### Exercise
Your reply should be the complete data, reproduced exactly.

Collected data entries
- Opening Delimiter -
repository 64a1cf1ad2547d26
//! Argon2id password hashing, verification, and strength validation.
//!
//! All password hashes use the Argon2id variant with a cryptographically random
//! salt generated via [`OsRng`]. The PHC string format is used for storage so
//! that algorithm parameters and salt are embedded in the hash itself.

use argon2::password_hash::rand_core::OsRng;
use argon2::password_hash::{PasswordHash, PasswordHasher, PasswordVerifier, SaltString};
use argon2::Argon2;

/// Hash a plaintext password using Argon2id with a random salt.
///
/// Returns the PHC-formatted hash string (includes algorithm, params, salt, and hash).
pub fn hash_password(password: &str) -> Result<String, argon2::password_hash::Error> {
    let salt = SaltString::generate(&mut OsRng);
    let argon2 = Argon2::default(); // Argon2id with default params
    let hash = argon2.hash_password(password.as_bytes(), &salt)?;
    Ok(hash.to_string())
}

/// Verify a plaintext password against a stored PHC-formatted Argon2id hash.
///
/// Returns `Ok(true)` if the password matches, `Ok(false)` if it does not.
pub fn verify_password(password: &str, hash: &str) -> Result<bool, argon2::password_hash::Error> {
    let parsed_hash = PasswordHash::new(hash)?;
    match Argon2::default().verify_password(password.as_bytes(), &parsed_hash) {
        Ok(()) => Ok(true),
        Err(argon2::password_hash::Error::Password) => Ok(false),
        Err(e) => Err(e),
    }
}

/// Validate that a password meets minimum strength requirements.
///
/// Currently enforces a minimum character length. Returns `Ok(())` when the
/// password is acceptable, or `Err` with a human-readable explanation.
pub fn validate_password_strength(password: &str, min_length: usize) -> Result<(), String> {
    if password.len() < min_length {
        return Err(format!(
            "Password must be at least {min_length} characters long"
        ));
    }
    Ok(())
}
//! User entity model and DTOs.
//!
//! A user row doubles as the gallery "profile": id, username, and role are
//! what other entities (characters, votes) reference.

use serde::{Deserialize, Serialize};
use sqlx::FromRow;
use taverna_core::types::{DbId, Timestamp};

/// Full user row from the `users` table.
///
/// Contains the password hash -- NEVER serialize this to API responses
/// directly. Use [`UserResponse`] for external-facing output.
#[derive(Debug, Clone, FromRow)]
pub struct User {
    pub id: DbId,
    pub username: String,
    pub email: String,
    pub password_hash: String,
    pub role_id: DbId,
    pub is_active: bool,
    pub last_login_at: Option<Timestamp>,
    pub failed_login_count: i32,
    pub locked_until: Option<Timestamp>,
    pub created_at: Timestamp,
    pub updated_at: Timestamp,
}

/// Safe user representation for API responses (no password hash).
#[derive(Debug, Clone, Serialize)]
pub struct UserResponse {
    pub id: DbId,
    pub username: String,
    pub email: String,
    /// Resolved role name (`"member"` or `"admin"`).
    pub role: String,
    pub created_at: Timestamp,
}

/// DTO for creating a new user.
#[derive(Debug, Deserialize)]
pub struct CreateUser {
    pub username: String,
    pub email: String,
    pub password_hash: String,
    pub role_id: DbId,
}
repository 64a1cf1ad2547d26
//! Route definitions for the `/admin` resource. Handlers reject
//! non-admin callers via the `RequireAdmin` extractor.

use axum::routing::{delete, get};
use axum::Router;

use crate::handlers::admin;
use crate::state::AppState;

/// Routes mounted at `/admin`.
///
/// ```text
/// GET    /stats            -> stats
/// GET    /characters       -> list_characters
/// DELETE /characters/{id}  -> delete_character
/// ```
pub fn router() -> Router<AppState> {
    Router::new()
        .route("/stats", get(admin::stats))
        .route("/characters", get(admin::list_characters))
        .route("/characters/{id}", delete(admin::delete_character))
}
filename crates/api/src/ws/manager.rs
use std::collections::{HashMap, HashSet};

use axum::body::Bytes;
use axum::extract::ws::Message;
use taverna_core::types::{DbId, Timestamp};
use tokio::sync::{mpsc, RwLock};

/// Channel sender half for pushing messages to a WebSocket connection.
pub type WsSender = mpsc::UnboundedSender<Message>;

/// Metadata for a single WebSocket connection.
pub struct WsConnection {
    /// Character ids this connection wants vote-feed updates for.
    /// A `HashSet`, so re-subscribing to the same character is idempotent.
    pub subscriptions: HashSet<DbId>,
    /// Channel sender for outbound messages to this connection.
    pub sender: WsSender,
    /// When this connection was established.
    pub connected_at: Timestamp,
}

/// Manages all active WebSocket connections and their character subscriptions.
///
/// Thread-safe via interior `RwLock`; designed to be wrapped in `Arc` and
/// shared across the application.
pub struct WsManager {
    connections: RwLock<HashMap<String, WsConnection>>,
}

impl WsManager {
    /// Create a new, empty connection manager.
    pub fn new() -> Self {
        Self {
            connections: RwLock::new(HashMap::new()),
        }
    }

    /// Register a new connection with no subscriptions.
    ///
    /// Returns the receiver half of the message channel so the caller can
    /// forward messages to the WebSocket sink.
    pub async fn add(&self, conn_id: String) -> mpsc::UnboundedReceiver<Message> {
        let (tx, rx) = mpsc::unbounded_channel();
        let conn = WsConnection {
            subscriptions: HashSet::new(),
            sender: tx,
            connected_at: chrono::Utc::now(),
        };
        self.connections.write().await.insert(conn_id, conn);
        rx
    }

    /// Remove a connection by its ID, dropping all of its subscriptions.
    pub async fn remove(&self, conn_id: &str) {
        self.connections.write().await.remove(conn_id);
    }

    /// Subscribe a connection to a character's vote feed.
    ///
    /// Returns `false` if the connection is unknown (already disconnected).
    pub async fn subscribe(&self, conn_id: &str, character_id: DbId) -> bool {
        let mut conns = self.connections.write().await;
        match conns.get_mut(conn_id) {
            Some(conn) => {
                conn.subscriptions.insert(character_id);
                true
            }
            None => false,
        }
    }

    /// Unsubscribe a connection from a character's vote feed.
    pub async fn unsubscribe(&self, conn_id: &str, character_id: DbId) {
        let mut conns = self.connections.write().await;
        if let Some(conn) = conns.get_mut(conn_id) {
            conn.subscriptions.remove(&character_id);
        }
    }

    /// Send a message to every connection subscribed to a character.
    ///
    /// Connections whose send channels are closed are silently skipped
    /// (they will be cleaned up on their next receive loop iteration).
    /// Returns the number of connections the message was sent to.
    pub async fn send_to_subscribers(&self, character_id: DbId, message: Message) -> usize {
        let conns = self.connections.read().await;
        let mut count = 0;
        for conn in conns.values() {
            if conn.subscriptions.contains(&character_id) {
                let _ = conn.sender.send(message.clone());
                count += 1;
            }
        }
        count
    }

    /// Return the current number of active connections.
    pub async fn connection_count(&self) -> usize {
        self.connections.read().await.len()
    }

    /// Return the number of connections subscribed to a character.
    pub async fn subscriber_count(&self, character_id: DbId) -> usize {
        self.connections
            .read()
            .await
            .values()
            .filter(|c| c.subscriptions.contains(&character_id))
            .count()
    }

    /// Send a Close frame to every connection, then clear the map.
    ///
    /// Used during graceful shutdown to notify all clients before the
    /// server stops accepting new connections.
    pub async fn shutdown_all(&self) {
        let mut conns = self.connections.write().await;
        let count = conns.len();
        for conn in conns.values() {
            let _ = conn.sender.send(Message::Close(None));
        }
        conns.clear();
        tracing::info!(count, "Closed all WebSocket connections");
    }

    /// Send a Ping frame to every connected client.
    ///
    /// Used by the heartbeat task to keep connections alive and detect
    /// stale ones.
    pub async fn ping_all(&self) {
        let conns = self.connections.read().await;
        for conn in conns.values() {
            let _ = conn.sender.send(Message::Ping(Bytes::new()));
        }
    }
}

impl Default for WsManager {
    fn default() -> Self {
        Self::new()
    }
}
- Closing Delimiter -
### Problem solution
repository 64a1cf1ad2547d26
//! Argon2id password hashing, verification, and strength validation.
//!
//! All password hashes use the Argon2id variant with a cryptographically random
//! salt generated via [`OsRng`]. The PHC string format is used for storage so
//! that algorithm parameters and salt are embedded in the hash itself.

use argon2::password_hash::rand_core::OsRng;
use argon2::password_hash::{PasswordHash, PasswordHasher, PasswordVerifier, SaltString};
use argon2::Argon2;

/// Hash a plaintext password using Argon2id with a random salt.
///
/// Returns the PHC-formatted hash string (includes algorithm, params, salt, and hash).
pub fn hash_password(password: &str) -> Result<String, argon2::password_hash::Error> {
    let salt = SaltString::generate(&mut OsRng);
    let argon2 = Argon2::default(); // Argon2id with default params
    let hash = argon2.hash_password(password.as_bytes(), &salt)?;
    Ok(hash.to_string())
}

/// Verify a plaintext password against a stored PHC-formatted Argon2id hash.
///
/// Returns `Ok(true)` if the password matches, `Ok(false)` if it does not.
pub fn verify_password(password: &str, hash: &str) -> Result<bool, argon2::password_hash::Error> {
    let parsed_hash = PasswordHash::new(hash)?;
    match Argon2::default().verify_password(password.as_bytes(), &parsed_hash) {
        Ok(()) => Ok(true),
        Err(argon2::password_hash::Error::Password) => Ok(false),
        Err(e) => Err(e),
    }
}

/// Validate that a password meets minimum strength requirements.
///
/// Currently enforces a minimum character length. Returns `Ok(())` when the
/// password is acceptable, or `Err` with a human-readable explanation.
pub fn validate_password_strength(password: &str, min_length: usize) -> Result<(), String> {
    if password.len() < min_length {
        return Err(format!(
            "Password must be at least {min_length} characters long"
        ));
    }
    Ok(())
}
//! User entity model and DTOs.
//!
//! A user row doubles as the gallery "profile": id, username, and role are
//! what other entities (characters, votes) reference.

use serde::{Deserialize, Serialize};
use sqlx::FromRow;
use taverna_core::types::{DbId, Timestamp};

/// Full user row from the `users` table.
///
/// Contains the password hash -- NEVER serialize this to API responses
/// directly. Use [`UserResponse`] for external-facing output.
#[derive(Debug, Clone, FromRow)]
pub struct User {
    pub id: DbId,
    pub username: String,
    pub email: String,
    pub password_hash: String,
    pub role_id: DbId,
    pub is_active: bool,
    pub last_login_at: Option<Timestamp>,
    pub failed_login_count: i32,
    pub locked_until: Option<Timestamp>,
    pub created_at: Timestamp,
    pub updated_at: Timestamp,
}

/// Safe user representation for API responses (no password hash).
#[derive(Debug, Clone, Serialize)]
pub struct UserResponse {
    pub id: DbId,
    pub username: String,
    pub email: String,
    /// Resolved role name (`"member"` or `"admin"`).
    pub role: String,
    pub created_at: Timestamp,
}

/// DTO for creating a new user.
#[derive(Debug, Deserialize)]
pub struct CreateUser {
    pub username: String,
    pub email: String,
    pub password_hash: String,
    pub role_id: DbId,
}
repository 64a1cf1ad2547d26
//! Route definitions for the `/admin` resource. Handlers reject
//! non-admin callers via the `RequireAdmin` extractor.

use axum::routing::{delete, get};
use axum::Router;

use crate::handlers::admin;
use crate::state::AppState;

/// Routes mounted at `/admin`.
///
/// ```text
/// GET    /stats            -> stats
/// GET    /characters       -> list_characters
/// DELETE /characters/{id}  -> delete_character
/// ```
pub fn router() -> Router<AppState> {
    Router::new()
        .route("/stats", get(admin::stats))
        .route("/characters", get(admin::list_characters))
        .route("/characters/{id}", delete(admin::delete_character))
}
filename crates/api/src/ws/manager.rs
use std::collections::{HashMap, HashSet};

use axum::body::Bytes;
use axum::extract::ws::Message;
use taverna_core::types::{DbId, Timestamp};
use tokio::sync::{mpsc, RwLock};

/// Channel sender half for pushing messages to a WebSocket connection.
pub type WsSender = mpsc::UnboundedSender<Message>;

/// Metadata for a single WebSocket connection.
pub struct WsConnection {
    /// Character ids this connection wants vote-feed updates for.
    /// A `HashSet`, so re-subscribing to the same character is idempotent.
    pub subscriptions: HashSet<DbId>,
    /// Channel sender for outbound messages to this connection.
    pub sender: WsSender,
    /// When this connection was established.
    pub connected_at: Timestamp,
}

/// Manages all active WebSocket connections and their character subscriptions.
///
/// Thread-safe via interior `RwLock`; designed to be wrapped in `Arc` and
/// shared across the application.
pub struct WsManager {
    connections: RwLock<HashMap<String, WsConnection>>,
}

impl WsManager {
    /// Create a new, empty connection manager.
    pub fn new() -> Self {
        Self {
            connections: RwLock::new(HashMap::new()),
        }
    }

    /// Register a new connection with no subscriptions.
    ///
    /// Returns the receiver half of the message channel so the caller can
    /// forward messages to the WebSocket sink.
    pub async fn add(&self, conn_id: String) -> mpsc::UnboundedReceiver<Message> {
        let (tx, rx) = mpsc::unbounded_channel();
        let conn = WsConnection {
            subscriptions: HashSet::new(),
            sender: tx,
            connected_at: chrono::Utc::now(),
        };
        self.connections.write().await.insert(conn_id, conn);
        rx
    }

    /// Remove a connection by its ID, dropping all of its subscriptions.
    pub async fn remove(&self, conn_id: &str) {
        self.connections.write().await.remove(conn_id);
    }

    /// Subscribe a connection to a character's vote feed.
    ///
    /// Returns `false` if the connection is unknown (already disconnected).
    pub async fn subscribe(&self, conn_id: &str, character_id: DbId) -> bool {
        let mut conns = self.connections.write().await;
        match conns.get_mut(conn_id) {
            Some(conn) => {
                conn.subscriptions.insert(character_id);
                true
            }
            None => false,
        }
    }

    /// Unsubscribe a connection from a character's vote feed.
    pub async fn unsubscribe(&self, conn_id: &str, character_id: DbId) {
        let mut conns = self.connections.write().await;
        if let Some(conn) = conns.get_mut(conn_id) {
            conn.subscriptions.remove(&character_id);
        }
    }

    /// Send a message to every connection subscribed to a character.
    ///
    /// Connections whose send channels are closed are silently skipped
    /// (they will be cleaned up on their next receive loop iteration).
    /// Returns the number of connections the message was sent to.
    pub async fn send_to_subscribers(&self, character_id: DbId, message: Message) -> usize {
        let conns = self.connections.read().await;
        let mut count = 0;
        for conn in conns.values() {
            if conn.subscriptions.contains(&character_id) {
                let _ = conn.sender.send(message.clone());
                count += 1;
            }
        }
        count
    }

    /// Return the current number of active connections.
    pub async fn connection_count(&self) -> usize {
        self.connections.read().await.len()
    }

    /// Return the number of connections subscribed to a character.
    pub async fn subscriber_count(&self, character_id: DbId) -> usize {
        self.connections
            .read()
            .await
            .values()
            .filter(|c| c.subscriptions.contains(&character_id))
            .count()
    }

    /// Send a Close frame to every connection, then clear the map.
    ///
    /// Used during graceful shutdown to notify all clients before the
    /// server stops accepting new connections.
    pub async fn shutdown_all(&self) {
        let mut conns = self.connections.write().await;
        let count = conns.len();
        for conn in conns.values() {
            let _ = conn.sender.send(Message::Close(None));
        }
        conns.clear();
        tracing::info!(count, "Closed all WebSocket connections");
    }

    /// Send a Ping frame to every connected client.
    ///
    /// Used by the heartbeat task to keep connections alive and detect
    /// stale ones.
    pub async fn ping_all(&self) {
        let conns = self.connections.read().await;
        for conn in conns.values() {
            let _ = conn.sender.send(Message::Ping(Bytes::new()));
        }
    }
}

impl Default for WsManager {
    fn default() -> Self {
        Self::new()
    }
}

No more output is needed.